Dari, Persian and Azeri: Are They All The Same?

Written by Callum Madle / Posted by Hammed Sonny.

The Persian language, also known as Farsi, is the official language of Iran, and is spoken by 70 million native speakers. There are three main dialects of the Persian language, the most widely spoken being Iranian Persian, as well as Tajik and Dari. Dari, spoken most prominently in Afghanistan, also known as Dari Persian, is a dialect of the Persian language. It shares grammatical and linguistic similarities with Persian but also differs in their pronunciation, colloquial language, and vocabulary. The Azeri language, by contrast, is part of the Turkic language family, and is mainly spoken in Azerbaijan. However, it is also a minority language spoken in parts of Iran.

 

Similarities between Dari, Persian and Azeri

Dari and Persian share a lot of similarities in relation to grammar. For instance, phrasal and sentence structures are the same in Farsi and Dari. Moreover, both languages also use the same alphabet, using the Perso-Arabic alphabet instead of Latin. For instance, one can see the similarities between the two languages in the construction of the past tense, specifically in the formation of the phrase “to be”:

 

Persian

He is (singular) – hast-am

They are (plural) – hast-im

 

Dari

He is (singular) – u ast

They are (plural) – una astan

Despite Azeri, Dari and Persian being from two different language families (the Turkic language family and the Indo-Iranian language families respectively), there are some similarities between two languages. Both the Azeri language and the Persian language follow the same word order rule of SOV (subject-object-verb). The phrase “I saw the girl” in Azeri would be written as “män qızı gördüm” (I-girl-see). In Persian, the phrase “Ali saw the girl” would be written in the SOV word order as “Ali doxtar-râ” (Ali-girl-did see).

 

Differences between Dari, Persian and Azeri

Azeri differs the most from Persian and Dari, mainly because it derives from a completely different language family, the Oghuz branch of the Turkic language family. It also uses three different scripts: Latin, Perso-Arabic and Cyrillic. The main alphabet used in Azerbaijan, of which Azeri is the national language, is the Latin alphabet, whereas where Azeri is spoken in Iran, the Persian alphabet is used.

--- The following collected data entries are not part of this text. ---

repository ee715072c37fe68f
//! Edition file: a small TOML document naming the inputs of one edition.
//!
//! ```toml
//! main = "comedia.docx"
//! notes = "notas.docx"
//! apparatus = "aparato.docx"
//! metadata = "metadatos.docx"
//! header_mode = "prolope"
//! output = "comedia.xml"
//! ```

use std::fs;
use std::path::{Path, PathBuf};

use serde::{Deserialize, Serialize};

use crate::header::HeaderMode;

pub const DEFAULT_CONFIG_FILE: &str = "edition.toml";

#[derive(Debug, thiserror::Error)]
pub enum ConfigError {
    #[error("cannot read {}: {source}", .path.display())]
    Io {
        path: PathBuf,
        #[source]
        source: std::io::Error,
    },
    #[error("invalid edition file {}: {source}", .path.display())]
    Toml {
        path: PathBuf,
        #[source]
        source: toml::de::Error,
    },
}

#[derive(Debug, Clone, Default, PartialEq, Eq, Serialize, Deserialize)]
#[serde(deny_unknown_fields)]
pub struct EditionConfig {
    pub main: Option<PathBuf>,
    pub notes: Option<PathBuf>,
    pub apparatus: Option<PathBuf>,
    pub metadata: Option<PathBuf>,
    pub header_mode: Option<HeaderMode>,
    pub output: Option<PathBuf>,
}

impl EditionConfig {
    /// Reads an edition file; relative paths are taken from its directory.
    pub fn load<P: AsRef<Path>>(path: P) -> Result<Self, ConfigError> {
        let path = path.as_ref();
        let content = fs::read_to_string(path).map_err(|source| ConfigError::Io {
            path: path.to_path_buf(),
            source,
        })?;
        let config = Self::parse(&content).map_err(|source| ConfigError::Toml {
            path: path.to_path_buf(),
            source,
        })?;
        let base = path.parent().unwrap_or_else(|| Path::new(""));
        Ok(config.relative_to(base))
    }

    pub fn parse(content: &str) -> Result<Self, toml::de::Error> {
        toml::from_str(content)
    }

    /// Looks for `edition.toml` in `dir`.
    pub fn discover(dir: &Path) -> Result<Option<Self>, ConfigError> {
        let candidate = dir.join(DEFAULT_CONFIG_FILE);
        if candidate.is_file() {
            Self::load(candidate).map(Some)
        } else {
            Ok(None)
        }
    }

    fn relative_to(self, base: &Path) -> Self {
        let resolve = |p: Option<PathBuf>| p.map(|p| if p.is_absolute() { p } else { base.join(p) });
        EditionConfig {
            main: resolve(self.main),
            notes: resolve(self.notes),
            apparatus: resolve(self.apparatus),
            metadata: resolve(self.metadata),
            header_mode: self.header_mode,
            output: resolve(self.output),
        }
    }
}
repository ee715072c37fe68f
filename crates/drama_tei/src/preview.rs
//! HTML preview of a generated TEI document.
//!
//! Every TEI element `x` becomes a custom element `tei-x` (lowercased, as HTML
//! wants), attributes are kept and `xml:id` becomes `id`. Styling comes from
//! the bundled stylesheet.

use std::fmt::Write;

use itertools::Itertools;
use quick_xml::Reader;
use quick_xml::events::{BytesStart, Event};

use crate::inline::escape_xml;

pub fn preview_css() -> &'static str {
    include_str!("preview_template/preview.css")
}

#[derive(Debug, thiserror::Error)]
pub enum PreviewError {
    #[error("malformed XML at byte {position}: {source}")]
    Xml {
        position: usize,
        #[source]
        source: quick_xml::Error,
    },
    #[error("document has no <TEI> root element")]
    NotTei,
}

fn custom_tag(e: &[u8]) -> String {
    format!("tei-{}", String::from_utf8_lossy(e).to_lowercase())
}

fn write_open(out: &mut String, e: &BytesStart) -> Result<String, quick_xml::Error> {
    let tag = custom_tag(e.local_name().as_ref());
    out.push('<');
    out.push_str(&tag);
    for attr in e.attributes() {
        let attr = attr?;
        let key = attr.key.as_ref();
        if key == b"xmlns" || key.starts_with(b"xmlns:") {
            continue;
        }
        let name = if key == b"xml:id" {
            "id".to_string()
        } else {
            String::from_utf8_lossy(key).replace(':', "-")
        };
        let value = attr.unescape_value()?;
        let _ = write!(out, r#" {}="{}""#, name, escape_xml(&value));
    }
    out.push('>');
    Ok(tag)
}

/// Renders TEI markup as a standalone HTML page.
pub fn render_preview(xml: &str) -> Result<String, PreviewError> {
    let mut reader = Reader::from_str(xml);
    let mut body = String::new();
    let mut saw_root = false;
    let mut title = String::new();
    // depth inside <head type="mainTitle">, 0 when outside
    let mut title_depth = 0usize;
    let mut title_done = false;

    loop {
        let event = reader.read_event().map_err(|source| PreviewError::Xml {
            position: reader.buffer_position(),
            source,
        })?;
        let wrap = |source| PreviewError::Xml { position: reader.buffer_position(), source };
        match event {
            Event::Start(e) => {
                if e.local_name().as_ref() == b"TEI" {
                    saw_root = true;
                }
                if title_depth > 0 {
                    title_depth += 1;
                } else if !title_done
                    && e.local_name().as_ref() == b"head"
                    && e.try_get_attribute("type").ok().flatten().is_some_and(|a| a.value.as_ref() == b"mainTitle")
                {
                    title_depth = 1;
                }
                write_open(&mut body, &e).map_err(wrap)?;
            }
            Event::Empty(e) => {
                let tag = write_open(&mut body, &e).map_err(wrap)?;
                let _ = write!(body, "</{}>", tag);
            }
            Event::End(e) => {
                if title_depth > 0 {
                    title_depth -= 1;
                    if title_depth == 0 {
                        title_done = true;
                    }
                }
                let _ = write!(body, "</{}>", custom_tag(e.local_name().as_ref()));
            }
            Event::Text(t) => {
                let text = t.unescape().map_err(wrap)?;
                if title_depth > 0 {
                    title.push_str(&text);
                }
                body.push_str(&escape_xml(&text));
            }
            Event::CData(t) => body.push_str(&escape_xml(&String::from_utf8_lossy(&t))),
            Event::Eof => break,
            Event::Decl(_) | Event::PI(_) | Event::DocType(_) | Event::Comment(_) => {}
        }
    }

    if !saw_root {
        return Err(PreviewError::NotTei);
    }

    let title = title.split_whitespace().join(" ");
    Ok(format!(
        r#"<!DOCTYPE html>
<html lang="es">
<head>
<meta charset="UTF-8"/>
<title>{}</title>
<style>
{}
</style>
</head>
<body>
<main class="tei">
{}
</main>
</body>
</html>"#,
        escape_xml(&title),
        preview_css(),
        body.trim()
    ))
}
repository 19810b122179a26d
//! Application-level errors
//!
//! Every variant's `Display` output is the exact message shown to clients.

use domain::DomainError;
use thiserror::Error;

/// Errors that can occur in the application layer
#[derive(Debug, Error)]
pub enum ApplicationError {
    /// Domain-level error (missing request parameters)
    #[error(transparent)]
    Domain(#[from] DomainError),

    /// Upstream rejected the credential
    #[error("{0}")]
    Unauthorized(String),

    /// City could not be resolved upstream
    #[error("{0}")]
    NotFound(String),

    /// Upstream answered with any other non-2xx status
    #[error("{message}")]
    UpstreamHttp {
        /// Status code forwarded to the client
        status: u16,
        /// Client-facing message
        message: String,
    },

    /// Credential is not configured locally
    #[error("{0}")]
    ServerMisconfigured(String),

    /// Network failure, undecodable payload or missing field during merge
    #[error("{0}")]
    Unexpected(String),
}

impl ApplicationError {
    /// Message returned when no credential is configured
    pub const API_KEY_NOT_CONFIGURED: &'static str = "API key is not configured on the server";

    /// Message returned when the upstream rejects the credential
    pub const API_KEY_NOT_AUTHORIZED: &'static str = "API key not authorized.";

    /// Credential missing on this server
    pub fn not_configured() -> Self {
        Self::ServerMisconfigured(Self::API_KEY_NOT_CONFIGURED.to_string())
    }

    /// City lookup returned 404
    pub fn city_not_found(city: &str) -> Self {
        Self::NotFound(format!("City not found: {city}"))
    }

    /// Upstream non-2xx response, status forwarded
    pub fn upstream_http(status: u16, message: &str) -> Self {
        Self::UpstreamHttp {
            status,
            message: format!("HTTP Error: {message}"),
        }
    }

    /// Catch-all 500
    pub fn unexpected(message: impl std::fmt::Display) -> Self {
        Self::Unexpected(format!("An unexpected error occurred: {message}"))
    }

    /// HTTP status code carried by this error
    pub const fn status_code(&self) -> u16 {
        match self {
            Self::Domain(DomainError::MissingParameter(_)) => 400,
            Self::Unauthorized(_) => 401,
            Self::NotFound(_) => 404,
            Self::UpstreamHttp { status, .. } => *status,
            Self::ServerMisconfigured(_) | Self::Unexpected(_) => 500,
        }
    }
}

#[cfg(test)]
mod tests {
    use super::*;

    #[test]
    fn missing_parameter_is_bad_request() {
        let err: ApplicationError =
            DomainError::MissingParameter(DomainError::CITY_REQUIRED).into();
        assert_eq!(err.status_code(), 400);
        assert_eq!(err.to_string(), "City parameter is required");
    }

    #[test]
    fn not_configured_message() {
        let err = ApplicationError::not_configured();
        assert_eq!(err.status_code(), 500);
        assert_eq!(err.to_string(), "API key is not configured on the server");
    }

    #[test]
    fn city_not_found_message() {
        let err = ApplicationError::city_not_found("Nowhereville");
        assert_eq!(err.status_code(), 404);
        assert_eq!(err.to_string(), "City not found: Nowhereville");
    }

    #[test]
    fn upstream_http_forwards_status() {
        let err = ApplicationError::upstream_http(503, "503 Server Error: Service Unavailable");
        assert_eq!(err.status_code(), 503);
        assert_eq!(
            err.to_string(),
            "HTTP Error: 503 Server Error: Service Unavailable"
        );
    }

    #[test]
    fn unexpected_prefixes_message() {
        let err = ApplicationError::unexpected("missing field `coord`");
        assert_eq!(err.status_code(), 500);
        assert_eq!(
            err.to_string(),
            "An unexpected error occurred: missing field `coord`"
        );
    }

    #[test]
    fn unauthorized_status() {
        let err = ApplicationError::Unauthorized(ApplicationError::API_KEY_NOT_AUTHORIZED.into());
        assert_eq!(err.status_code(), 401);
    }
}
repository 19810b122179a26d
//! Shared helpers for HTTP handlers

use serde::Deserialize;

/// Raw query string pairs in their original order
///
/// Deserializing into pairs never rejects a request, so parameter validation
/// stays with the services and every failure is rendered as JSON.
#[derive(Debug, Default, Deserialize)]
#[serde(transparent)]
pub struct QueryParams(Vec<(String, String)>);

impl QueryParams {
    /// First value for `name`, if present
    pub fn first(&self, name: &str) -> Option<&str> {
        self.0
            .iter()
            .find(|(key, _)| key == name)
            .map(|(_, value)| value.as_str())
    }
}

impl<K: Into<String>, V: Into<String>> FromIterator<(K, V)> for QueryParams {
    fn from_iter<I: IntoIterator<Item = (K, V)>>(iter: I) -> Self {
        Self(
            iter.into_iter()
                .map(|(key, value)| (key.into(), value.into()))
                .collect(),
        )
    }
}
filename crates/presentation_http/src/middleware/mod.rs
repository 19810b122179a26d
//! HTTP middleware components

pub mod request_id;

pub use request_id::{REQUEST_ID_HEADER, RequestId, RequestIdLayer};
//! Value Objects - Immutable, identity-less domain primitives

mod coordinate_pair;
mod forecast_query;
mod weather_query;

pub use coordinate_pair::CoordinatePair;
pub use forecast_query::ForecastQuery;
pub use weather_query::WeatherQuery;
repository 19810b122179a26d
//! Application configuration
//!
//! Split into focused sub-modules:
//! - `server`: HTTP server settings
//! - `openweather`: upstream provider credential and endpoint

mod openweather;
mod server;

use std::collections::HashMap;

use serde::{Deserialize, Serialize};
use tracing::debug;

pub use openweather::OpenWeatherAppConfig;
pub use server::ServerConfig;

/// Prefix of structured environment overrides (e.g. `WEATHER_PROXY__SERVER__PORT`)
pub const ENV_PREFIX: &str = "WEATHER_PROXY";

/// Separator between prefix and nested keys in environment overrides
pub const ENV_SEPARATOR: &str = "__";

/// Conventional variable holding the provider credential
pub const API_KEY_VAR: &str = "WEATHER_API_KEY";

/// Main application configuration
#[derive(Debug, Clone, Default, Serialize, Deserialize)]
pub struct AppConfig {
    /// Server configuration
    #[serde(default)]
    pub server: ServerConfig,

    /// Upstream provider configuration
    #[serde(default)]
    pub openweather: OpenWeatherAppConfig,
}

impl AppConfig {
    /// Load configuration from environment and optional file
    ///
    /// Sources, lowest precedence first: built-in defaults, `WEATHER_API_KEY`,
    /// `config.toml` in the working directory, `WEATHER_PROXY__*` variables.
    pub fn load() -> Result<Self, config::ConfigError> {
        Self::build(std::env::var(API_KEY_VAR).ok(), None)
    }

    fn build(
        api_key: Option<String>,
        env: Option<HashMap<String, String>>,
    ) -> Result<Self, config::ConfigError> {
        let mut builder = config::Config::builder()
            // Start with defaults
            .set_default("server.host", "127.0.0.1")?
            .set_default("server.port", 5000)?;

        if let Some(key) = api_key {
            debug!("Using API key from {API_KEY_VAR}");
            builder = builder.set_default("openweather.api_key", key)?;
        }

        let builder = builder
            // Load from file if exists
            .add_source(config::File::with_name("config").required(false))
            // Override with environment variables
            .add_source(
                config::Environment::with_prefix(ENV_PREFIX)
                    .prefix_separator(ENV_SEPARATOR)
                    .separator(ENV_SEPARATOR)
                    .source(env),
            );

        builder.build()?.try_deserialize()
    }
}
//! Weather aggregation service
//!
//! Combines the current-weather and air-quality responses for a city into a
//! single flat `AggregatedWeather`.

use std::{fmt, sync::Arc};

use domain::{AggregatedWeather, CoordinatePair, WeatherQuery};
use secrecy::SecretString;
use serde::Deserialize;
use serde_json::{Number, Value};
use tracing::{debug, info, instrument, warn};

use super::{map_upstream_error, non_empty_key, require_key};
use crate::{
    error::ApplicationError,
    ports::{UpstreamError, UpstreamPort, UpstreamRequest},
};

#[derive(Debug, Deserialize)]
struct CurrentWeatherPayload {
    name: String,
    weather: Vec<ConditionPayload>,
    main: MainPayload,
    wind: WindPayload,
}

#[derive(Debug, Deserialize)]
struct ConditionPayload {
    icon: String,
    description: String,
}

#[derive(Debug, Deserialize)]
struct MainPayload {
    temp: Number,
    humidity: Number,
}

#[derive(Debug, Deserialize)]
struct WindPayload {
    speed: Number,
}

#[derive(Debug, Deserialize)]
struct AirQualityPayload {
    list: Vec<AirQualityEntry>,
}

#[derive(Debug, Deserialize)]
struct AirQualityEntry {
    components: ComponentsPayload,
}

#[derive(Debug, Deserialize)]
struct ComponentsPayload {
    pm2_5: Number,
}

/// Aggregates current weather and air quality for a city
pub struct WeatherAggregator {
    upstream: Arc<dyn UpstreamPort>,
    api_key: Option<SecretString>,
}

impl fmt::Debug for WeatherAggregator {
    fn fmt(&self, f: &mut fmt::Formatter<'_>) -> fmt::Result {
        f.debug_struct("WeatherAggregator")
            .field("api_key_configured", &self.api_key.is_some())
            .finish_non_exhaustive()
    }
}

impl WeatherAggregator {
    /// Create a new aggregator
    ///
    /// An absent or empty `api_key` is accepted here; every call then fails
    /// with `ServerMisconfigured`.
    pub fn new(upstream: Arc<dyn UpstreamPort>, api_key: Option<SecretString>) -> Self {
        Self {
            upstream,
            api_key: non_empty_key(api_key),
        }
    }

    /// Fetch current weather for `city`, then air quality at its coordinates
    #[instrument(skip(self))]
    pub async fn get_weather(
        &self,
        city: Option<&str>,
    ) -> Result<AggregatedWeather, ApplicationError> {
        let query = WeatherQuery::new(city)?;
        let api_key = require_key(self.api_key.as_ref())?;

        info!(city = query.city(), "Fetching current weather");
        let current = self
            .upstream
            .fetch_json(&UpstreamRequest::current_weather(&query, api_key))
            .await
            .map_err(|e| map_current_weather_error(e, query.city()))?;

        let coord = extract_coordinates(&current)?;
        debug!(%coord, "Fetching air quality");

        let air_quality = self
            .upstream
            .fetch_json(&UpstreamRequest::air_pollution(coord, api_key))
            .await
            .map_err(map_upstream_error)?;

        merge(current, air_quality, coord)
    }
}

/// City lookups get dedicated 404/401 messages; everything else is generic
fn map_current_weather_error(err: UpstreamError, city: &str) -> ApplicationError {
    match err {
        UpstreamError::Http { status: 404, .. } => {
            warn!(city, "City not found upstream");
            ApplicationError::city_not_found(city)
        },
        UpstreamError::Http { status: 401, .. } => {
            warn!("Upstream rejected the API key");
            ApplicationError::Unauthorized(ApplicationError::API_KEY_NOT_AUTHORIZED.to_string())
        },
        other => map_upstream_error(other),
    }
}

fn extract_coordinates(current: &Value) -> Result<CoordinatePair, ApplicationError> {
    let coord = current
        .get("coord")
        .cloned()
        .ok_or_else(|| ApplicationError::unexpected("missing field `coord`"))?;
    serde_json::from_value(coord).map_err(ApplicationError::unexpected)
}

fn merge(
    current: Value,
    air_quality: Value,
    coord: CoordinatePair,
) -> Result<AggregatedWeather, ApplicationError> {
    let current: CurrentWeatherPayload =
        serde_json::from_value(current).map_err(ApplicationError::unexpected)?;
    let air_quality: AirQualityPayload =
        serde_json::from_value(air_quality).map_err(ApplicationError::unexpected)?;

    let condition = current
        .weather
        .into_iter()
        .next()
        .ok_or_else(|| ApplicationError::unexpected("empty `weather` list"))?;
    let pollution = air_quality
        .list
        .into_iter()
        .next()
        .ok_or_else(|| ApplicationError::unexpected("empty `list` in air quality response"))?;

    Ok(AggregatedWeather {
        name: current.name,
        icon: condition.icon,
        description: condition.description,
        temp: current.main.temp,
        humidity: current.main.humidity,
        speed: current.wind.speed,
        pm2_5: pollution.components.pm2_5,
        lat: coord.lat,
        lon: coord.lon,
    })
}
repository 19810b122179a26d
//! OpenWeatherMap client
//!
//! HTTP client for the OpenWeatherMap API.

use std::error::Error as StdError;

use async_trait::async_trait;
use reqwest::{Client, StatusCode};
use serde::{Deserialize, Serialize};
use serde_json::Value;
use thiserror::Error;
use tracing::{debug, instrument, warn};

/// Current conditions by city name
pub const CURRENT_WEATHER_PATH: &str = "weather";
/// Air pollution by coordinates
pub const AIR_POLLUTION_PATH: &str = "air_pollution";
/// 5-day / 3-hour forecast by coordinates
pub const FORECAST_PATH: &str = "forecast";

/// OpenWeatherMap client errors
#[derive(Debug, Error)]
pub enum OpenWeatherError {
    /// The HTTP client could not be built
    #[error("Client initialization failed: {0}")]
    ClientInit(String),

    /// Upstream answered with a non-2xx status
    #[error("{message}")]
    Http {
        /// Upstream status code
        status: u16,
        /// Status line and URL without query string
        message: String,
    },

    /// Request could not be sent or no response was received
    #[error("{0}")]
    RequestFailed(String),

    /// Response body was not valid JSON
    #[error("{0}")]
    ParseError(String),
}

/// OpenWeatherMap client configuration
#[derive(Debug, Clone, PartialEq, Eq, Serialize, Deserialize)]
pub struct OpenWeatherConfig {
    /// API base URL (default: <https://api.openweathermap.org/data/2.5>)
    #[serde(default = "default_base_url")]
    pub base_url: String,

    /// Request timeout in seconds; the transport default applies when unset
    #[serde(default)]
    pub timeout_secs: Option<u64>,
}

fn default_base_url() -> String {
    "https://api.openweathermap.org/data/2.5".to_string()
}

impl Default for OpenWeatherConfig {
    fn default() -> Self {
        Self {
            base_url: default_base_url(),
            timeout_secs: None,
        }
    }
}

/// Raw JSON access to the OpenWeatherMap API
#[async_trait]
pub trait OpenWeatherApi: Send + Sync {
    /// GET `{base_url}/{path}` with the given query parameters
    ///
    /// The credential is expected among `query` as `appid`.
    async fn get_json(&self, path: &str, query: &[(&str, &str)])
    -> Result<Value, OpenWeatherError>;
}

/// OpenWeatherMap HTTP client implementation
#[derive(Debug, Clone)]
pub struct OpenWeatherClient {
    client: Client,
    config: OpenWeatherConfig,
}

impl OpenWeatherClient {
    /// Create a new client with the given configuration
    ///
    /// # Errors
    ///
    /// Returns an error if the HTTP client cannot be initialized.
    pub fn new(config: OpenWeatherConfig) -> Result<Self, OpenWeatherError> {
        let mut builder = Client::builder();
        if let Some(secs) = config.timeout_secs {
            builder = builder.timeout(std::time::Duration::from_secs(secs));
        }
        let client = builder
            .build()
            .map_err(|e| OpenWeatherError::ClientInit(e.to_string()))?;

        Ok(Self { client, config })
    }

    /// Create a new client with default configuration
    ///
    /// # Errors
    ///
    /// Returns an error if the HTTP client cannot be initialized.
    pub fn with_defaults() -> Result<Self, OpenWeatherError> {
        Self::new(OpenWeatherConfig::default())
    }

    /// Base URL this client talks to
    #[must_use]
    pub fn base_url(&self) -> &str {
        &self.config.base_url
    }

    fn build_url(&self, path: &str) -> String {
        format!(
            "{}/{}",
            self.config.base_url.trim_end_matches('/'),
            path.trim_start_matches('/')
        )
    }

    /// Status line in the familiar "404 Client Error: Not Found for url: ..." form
    fn status_message(status: StatusCode, url: &reqwest::Url) -> String {
        let kind = if status.is_client_error() {
            "Client"
        } else if status.is_server_error() {
            "Server"
        } else {
            "Unexpected"
        };
        let reason = status.canonical_reason().unwrap_or("Unknown");

        // The query string carries the credential
        let mut url = url.clone();
        url.set_query(None);

        format!("{} {kind} Error: {reason} for url: {url}", status.as_u16())
    }

    /// Flatten a reqwest error and its sources without the request URL
    fn describe(err: reqwest::Error) -> String {
        let err = err.without_url();
        let mut message = err.to_string();
        let mut source = err.source();
        while let Some(inner) = source {
            message.push_str(": ");
            message.push_str(&inner.to_string());
            source = inner.source();
        }
        message
    }
}

#[async_trait]
impl OpenWeatherApi for OpenWeatherClient {
    #[instrument(skip(self, query))]
    async fn get_json(
        &self,
        path: &str,
        query: &[(&str, &str)],
    ) -> Result<Value, OpenWeatherError> {
        let url = self.build_url(path);
        debug!(url = %url, "Requesting OpenWeatherMap");

        let response = self
            .client
            .get(&url)
            .query(query)
            .send()
            .await
            .map_err(|e| OpenWeatherError::RequestFailed(Self::describe(e)))?;

        let status = response.status();
        if !status.is_success() {
            let message = Self::status_message(status, response.url());
            warn!(status = status.as_u16(), path, "OpenWeatherMap request failed");
            return Err(OpenWeatherError::Http {
                status: status.as_u16(),
                message,
            });
        }

        response
            .json::<Value>()
            .await
            .map_err(|e| OpenWeatherError::ParseError(Self::describe(e)))
    }
}
//! OpenWeatherMap configuration.

use integration_openweather::OpenWeatherConfig;
use secrecy::{ExposeSecret, SecretString};
use serde::{Deserialize, Serialize};

/// Upstream provider configuration
#[derive(Clone, Serialize, Deserialize)]
pub struct OpenWeatherAppConfig {
    /// API key (sensitive - uses SecretString)
    #[serde(default, skip_serializing)]
    pub api_key: Option<SecretString>,

    /// API base URL
    #[serde(default = "default_base_url")]
    pub base_url: String,

    /// Request timeout in seconds; the transport default applies when unset
    #[serde(default)]
    pub timeout_secs: Option<u64>,
}

impl std::fmt::Debug for OpenWeatherAppConfig {
    fn fmt(&self, f: &mut std::fmt::Formatter<'_>) -> std::fmt::Result {
        f.debug_struct("OpenWeatherAppConfig")
            .field("api_key", &self.api_key.as_ref().map(|_| "[REDACTED]"))
            .field("base_url", &self.base_url)
            .field("timeout_secs", &self.timeout_secs)
            .finish()
    }
}

fn default_base_url() -> String {
    OpenWeatherConfig::default().base_url
}

impl Default for OpenWeatherAppConfig {
    fn default() -> Self {
        Self {
            api_key: None,
            base_url: default_base_url(),
            timeout_secs: None,
        }
    }
}

impl OpenWeatherAppConfig {
    /// Whether a non-empty API key is present
    #[must_use]
    pub fn has_api_key(&self) -> bool {
        self.api_key
            .as_ref()
            .is_some_and(|key| !key.expose_secret().is_empty())
    }

    /// Client settings for the integration crate
    #[must_use]
    pub fn client_config(&self) -> OpenWeatherConfig {
        OpenWeatherConfig {
            base_url: self.base_url.clone(),
            timeout_secs: self.timeout_secs,
        }
    }
}
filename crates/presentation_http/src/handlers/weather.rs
//! Current weather handler

use axum::{
    Json,
    extract::{Query, State},
};
use domain::AggregatedWeather;
use tracing::instrument;

use super::common::QueryParams;
use crate::{error::ApiError, state::AppState};

/// `GET /weather?city=<city>`
#[instrument(skip(state, params))]
pub async fn get_weather(
    State(state): State<AppState>,
    Query(params): Query<QueryParams>,
) -> Result<Json<AggregatedWeather>, ApiError> {
    let weather = state.aggregator.get_weather(params.first("city")).await?;
    Ok(Json(weather))
}
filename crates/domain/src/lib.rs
//! Domain layer for the weather proxy
//!
//! Request-scoped values exchanged between the HTTP layer and the use cases.
//! Nothing here performs I/O or outlives a single request.

pub mod entities;
pub mod errors;
pub mod value_objects;

pub use entities::*;
pub use errors::DomainError;
pub use value_objects::*;
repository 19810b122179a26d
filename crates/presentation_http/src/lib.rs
//! Weather proxy HTTP presentation layer
//!
//! This crate provides the HTTP API in front of the weather services.

pub mod error;
pub mod handlers;
pub mod middleware;
pub mod routes;
pub mod server;
pub mod state;

pub use error::ApiError;
pub use middleware::RequestIdLayer;
pub use routes::create_router;
pub use server::serve;
pub use state::AppState;
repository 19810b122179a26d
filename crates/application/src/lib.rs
//! Application layer - Use cases and orchestration
//!
//! Holds the weather aggregation and forecast relay use cases together with
//! the port they use to reach the upstream provider.

pub mod error;
pub mod ports;
pub mod services;

pub use error::ApplicationError;
pub use ports::*;
pub use services::*;
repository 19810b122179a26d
//! Route definitions

use axum::{Router, routing::get};
use tower_http::services::ServeDir;

use crate::{handlers, state::AppState};

/// Create the main router
///
/// When `static_dir` is given, paths without a route are served from that
/// directory (the browser page and its assets).
pub fn create_router(state: AppState, static_dir: Option<&str>) -> Router {
    let router = Router::new()
        .route("/health", get(handlers::health::health_check))
        .route("/weather", get(handlers::weather::get_weather))
        .route("/forecast", get(handlers::forecast::get_forecast))
        .with_state(state);

    match static_dir {
        Some(dir) => router.fallback_service(ServeDir::new(dir)),
        None => router,
    }
}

Unlike Dari and Persian, Azeri has a system of vowel harmony alike the other Turkic languages which also follow similar systems. The variation of Azeri spoken in Iran also utilises the vowel harmony rule. Vowel harmony is an assimilatory process by which unstressed vowels in a word are assimilated with the sound of the stressed vowel. In Azeri, there are two types of vowels: hard vowels (a, ı, o, u) and soft vowels (e, ə, i, ö, ü). In words which begin with a hard vowel, the next vowel will most likely be a hard vowel due to the ease with which one can pronounce similar sounding vowels, rather than switching from a hard vowel to a soft vowel, and vice versa. Suffixes in the Azeri language also follow the vowel harmony rule. The last vowel in a word determines whether the vowel in the suffix is a hard vowel or soft vowel. For example, if the word teacher in Azeri, “müəllim”, ends with a soft “i” vowel, so the suffix used after this word will feature a soft vowel too.

Persian and Dari are mutually intelligible when written but are completely different when spoken. They also have many differences in pronunciation and vocabulary. The Dari dialect borrows more vocabulary from English than Persian, for instance, the word bicycle translated in Dari is a loanword from English, “baisikel”. The same word in Persian is completely different, “do charkheh” (دوچرخه) which literally translates as “two wheeled thing”. Of course, Dari also shares some loanwords from Persian, such as the word for son, “bachah”, which in Farsi is similar to the world for child (“bacheh”). In addition to this, the word for car in Dari, موتور (motor), is another loanword from Farsi, meaning “engine”.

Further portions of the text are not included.